RECORDS ::
------------
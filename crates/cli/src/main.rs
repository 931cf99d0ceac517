//! # Pose Align CLI
//!
//! 命令行接口入口点。
//!
//! 提供：
//! - 配置加载、覆盖与验证
//! - 位姿 CSV 读取、时间偏移估计与对齐输出
//! - 失败时按错误类别返回退出码

mod cli;
mod commands;
mod error;

use anyhow::Result;
use clap::Parser;
use observability::ObservabilityConfig;
use tracing::info;

use cli::{Cli, Commands};
use commands::{run_align, run_estimate, run_validate};

fn main() {
    // Load .env file if present
    dotenvy::dotenv().ok();

    let cli = Cli::parse();

    if let Err(e) = init_logging(&cli) {
        eprintln!("{e:#}");
        std::process::exit(1);
    }

    info!(
        version = env!("CARGO_PKG_VERSION"),
        "Pose Align CLI starting"
    );

    if let Err(e) = run(&cli) {
        tracing::error!(error = %format!("{e:#}"), "Command failed");
        eprintln!("Error: {e:#}");
        std::process::exit(error::exit_code_of(&e));
    }
}

fn run(cli: &Cli) -> Result<()> {
    match &cli.command {
        Commands::Align(args) => run_align(args),
        Commands::Estimate(args) => run_estimate(args),
        Commands::Validate(args) => run_validate(args),
    }
}

/// Initialize logging based on CLI options
///
/// `RUST_LOG` takes precedence over `-v` / `-q`.
fn init_logging(cli: &Cli) -> Result<()> {
    observability::init_with_config(ObservabilityConfig::for_verbosity(
        cli.log_format.into(),
        cli.verbose,
        cli.quiet,
    ))
}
------------
PROBLEM DESCRIPTION :: Collect from the data above every line that includes "main".

SOLUTION TO THIS EXERCISE ::
filename crates/cli/src/main.rs
fn main() {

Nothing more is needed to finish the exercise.